### Problem statement
Write down each of the records again, exactly and in full.

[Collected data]
//! Core types, configuration, and error handling for prlint.
//!
//! This crate provides the shared foundation used by the other prlint crates:
//! - [`PrlintError`] — unified error type using `thiserror`
//! - [`PolicyConfig`] / [`TitlePolicy`] — settings from `.prlint.toml` and action inputs
//! - [`EventContext`] — the pull request under test, read from the Actions environment
//! - Shared types: [`PullRequestRef`], [`Review`], [`Comment`], [`NodeRef`],
//!   [`MinimizeReason`], [`MinimizeOutcome`]

pub mod actions;
mod config;
mod error;
mod event;
mod types;

pub use config::{
    env_input, input_env_name, resolve_token, PolicyConfig, TitlePolicy, INPUT_NAMES,
    REGEX_PLACEHOLDER,
};
pub use error::PrlintError;
pub use event::EventContext;
pub use types::{
    Actor, Comment, CommentSource, MinimizeOutcome, MinimizeReason, NodeRef, PullRequestRef,
    Review, ReviewEvent, ReviewState, BOT_LOGIN,
};

/// A convenience `Result` type for prlint operations.
pub type Result<T> = std::result::Result<T, PrlintError>;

### Written solution
//! Core types, configuration, and error handling for prlint.
//!
//! This crate provides the shared foundation used by the other prlint crates:
//! - [`PrlintError`] — unified error type using `thiserror`
//! - [`PolicyConfig`] / [`TitlePolicy`] — settings from `.prlint.toml` and action inputs
//! - [`EventContext`] — the pull request under test, read from the Actions environment
//! - Shared types: [`PullRequestRef`], [`Review`], [`Comment`], [`NodeRef`],
//!   [`MinimizeReason`], [`MinimizeOutcome`]

pub mod actions;
mod config;
mod error;
mod event;
mod types;

pub use config::{
    env_input, input_env_name, resolve_token, PolicyConfig, TitlePolicy, INPUT_NAMES,
    REGEX_PLACEHOLDER,
};
pub use error::PrlintError;
pub use event::EventContext;
pub use types::{
    Actor, Comment, CommentSource, MinimizeOutcome, MinimizeReason, NodeRef, PullRequestRef,
    Review, ReviewEvent, ReviewState, BOT_LOGIN,
};

/// A convenience `Result` type for prlint operations.
pub type Result<T> = std::result::Result<T, PrlintError>;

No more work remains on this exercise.